Saved entries
........

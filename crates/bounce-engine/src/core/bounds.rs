use crate::api::error::ConfigError;

/// Axis-aligned rectangle constraining particle travel.
/// `x` and `y` hold `[min, max]` for each axis.
#[derive(Debug, Clone, Copy, PartialEq)]
pub struct Bounds {
    pub x: [f64; 2],
    pub y: [f64; 2],
}

impl Bounds {
    pub fn new(x: [f64; 2], y: [f64; 2]) -> Self {
        Self { x, y }
    }

    /// Build bounds for a particle constructor. Rejects inverted, empty
    /// and non-finite rectangles.
    pub fn validated(x: [f64; 2], y: [f64; 2]) -> Result<Self, ConfigError> {
        for (axis, [min, max]) in [("x", x), ("y", y)] {
            if !min.is_finite() || !max.is_finite() {
                return Err(ConfigError::NonFinite { field: "bounds" });
            }
            if min > max {
                return Err(ConfigError::InvertedBounds { axis, min, max });
            }
            if min == max {
                return Err(ConfigError::EmptyBounds { axis });
            }
        }
        Ok(Self { x, y })
    }

    /// `[min, max]` for axis 0 (x) or 1 (y).
    pub fn axis(&self, axis: usize) -> [f64; 2] {
        if axis == 0 { self.x } else { self.y }
    }

    pub fn width(&self) -> f64 {
        self.x[1] - self.x[0]
    }

    pub fn height(&self) -> f64 {
        self.y[1] - self.y[0]
    }

    /// Whether a disc at `center` with `radius` lies fully inside.
    pub fn contains_disc(&self, center: glam::DVec2, radius: f64) -> bool {
        center.x - radius >= self.x[0]
            && center.x + radius <= self.x[1]
            && center.y - radius >= self.y[0]
            && center.y + radius <= self.y[1]
    }
}

/// Owns the viewport size and derives the simulation bounds from it.
///
/// The coverage factor centers the simulation area: a margin of
/// `size * (1 - coverage) / 2` is left on each side of each axis.
#[derive(Debug, Clone)]
pub struct Viewport {
    width: f64,
    height: f64,
    coverage: f64,
    bounds: Bounds,
}

impl Viewport {
    pub fn new(width: f64, height: f64, coverage: f64) -> Self {
        let width = sanitize_extent(width);
        let height = sanitize_extent(height);
        let coverage = if coverage.is_finite() { coverage.clamp(0.0, 1.0) } else { 1.0 };
        Self {
            width,
            height,
            coverage,
            bounds: compute_bounds(width, height, coverage),
        }
    }

    /// Recompute bounds for a new viewport size. Applied between frames,
    /// so the next `advance` of every particle sees the new rectangle.
    pub fn resize(&mut self, width: f64, height: f64) {
        if !width.is_finite() || !height.is_finite() || width < 0.0 || height < 0.0 {
            log::warn!("ignoring invalid viewport size {}x{}", width, height);
            return;
        }
        self.width = width;
        self.height = height;
        self.bounds = compute_bounds(width, height, self.coverage);
        log::debug!(
            "viewport resized to {}x{}, bounds x={:?} y={:?}",
            width, height, self.bounds.x, self.bounds.y
        );
    }

    pub fn bounds(&self) -> &Bounds {
        &self.bounds
    }

    pub fn width(&self) -> f64 {
        self.width
    }

    pub fn height(&self) -> f64 {
        self.height
    }

    pub fn coverage(&self) -> f64 {
        self.coverage
    }
}

fn sanitize_extent(v: f64) -> f64 {
    if v.is_finite() { v.max(0.0) } else { 0.0 }
}

fn compute_bounds(width: f64, height: f64, coverage: f64) -> Bounds {
    let x_margin = width * (1.0 - coverage) / 2.0;
    let y_margin = height * (1.0 - coverage) / 2.0;
    Bounds {
        x: [x_margin, width - x_margin],
        y: [y_margin, height - y_margin],
    }
}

........

→ TASK DIRECTIONS:
What is needed is an exact copy of all the records above.

→ ANSWER BOX:
filename crates/bounce-engine/src/core/bounds.rs
use crate::api::error::ConfigError;

/// Axis-aligned rectangle constraining particle travel.
/// `x` and `y` hold `[min, max]` for each axis.
#[derive(Debug, Clone, Copy, PartialEq)]
pub struct Bounds {
    pub x: [f64; 2],
    pub y: [f64; 2],
}

impl Bounds {
    pub fn new(x: [f64; 2], y: [f64; 2]) -> Self {
        Self { x, y }
    }

    /// Build bounds for a particle constructor. Rejects inverted, empty
    /// and non-finite rectangles.
    pub fn validated(x: [f64; 2], y: [f64; 2]) -> Result<Self, ConfigError> {
        for (axis, [min, max]) in [("x", x), ("y", y)] {
            if !min.is_finite() || !max.is_finite() {
                return Err(ConfigError::NonFinite { field: "bounds" });
            }
            if min > max {
                return Err(ConfigError::InvertedBounds { axis, min, max });
            }
            if min == max {
                return Err(ConfigError::EmptyBounds { axis });
            }
        }
        Ok(Self { x, y })
    }

    /// `[min, max]` for axis 0 (x) or 1 (y).
    pub fn axis(&self, axis: usize) -> [f64; 2] {
        if axis == 0 { self.x } else { self.y }
    }

    pub fn width(&self) -> f64 {
        self.x[1] - self.x[0]
    }

    pub fn height(&self) -> f64 {
        self.y[1] - self.y[0]
    }

    /// Whether a disc at `center` with `radius` lies fully inside.
    pub fn contains_disc(&self, center: glam::DVec2, radius: f64) -> bool {
        center.x - radius >= self.x[0]
            && center.x + radius <= self.x[1]
            && center.y - radius >= self.y[0]
            && center.y + radius <= self.y[1]
    }
}

/// Owns the viewport size and derives the simulation bounds from it.
///
/// The coverage factor centers the simulation area: a margin of
/// `size * (1 - coverage) / 2` is left on each side of each axis.
#[derive(Debug, Clone)]
pub struct Viewport {
    width: f64,
    height: f64,
    coverage: f64,
    bounds: Bounds,
}

impl Viewport {
    pub fn new(width: f64, height: f64, coverage: f64) -> Self {
        let width = sanitize_extent(width);
        let height = sanitize_extent(height);
        let coverage = if coverage.is_finite() { coverage.clamp(0.0, 1.0) } else { 1.0 };
        Self {
            width,
            height,
            coverage,
            bounds: compute_bounds(width, height, coverage),
        }
    }

    /// Recompute bounds for a new viewport size. Applied between frames,
    /// so the next `advance` of every particle sees the new rectangle.
    pub fn resize(&mut self, width: f64, height: f64) {
        if !width.is_finite() || !height.is_finite() || width < 0.0 || height < 0.0 {
            log::warn!("ignoring invalid viewport size {}x{}", width, height);
            return;
        }
        self.width = width;
        self.height = height;
        self.bounds = compute_bounds(width, height, self.coverage);
        log::debug!(
            "viewport resized to {}x{}, bounds x={:?} y={:?}",
            width, height, self.bounds.x, self.bounds.y
        );
    }

    pub fn bounds(&self) -> &Bounds {
        &self.bounds
    }

    pub fn width(&self) -> f64 {
        self.width
    }

    pub fn height(&self) -> f64 {
        self.height
    }

    pub fn coverage(&self) -> f64 {
        self.coverage
    }
}

fn sanitize_extent(v: f64) -> f64 {
    if v.is_finite() { v.max(0.0) } else { 0.0 }
}

fn compute_bounds(width: f64, height: f64, coverage: f64) -> Bounds {
    let x_margin = width * (1.0 - coverage) / 2.0;
    let y_margin = height * (1.0 - coverage) / 2.0;
    Bounds {
        x: [x_margin, width - x_margin],
        y: [y_margin, height - y_margin],
    }
}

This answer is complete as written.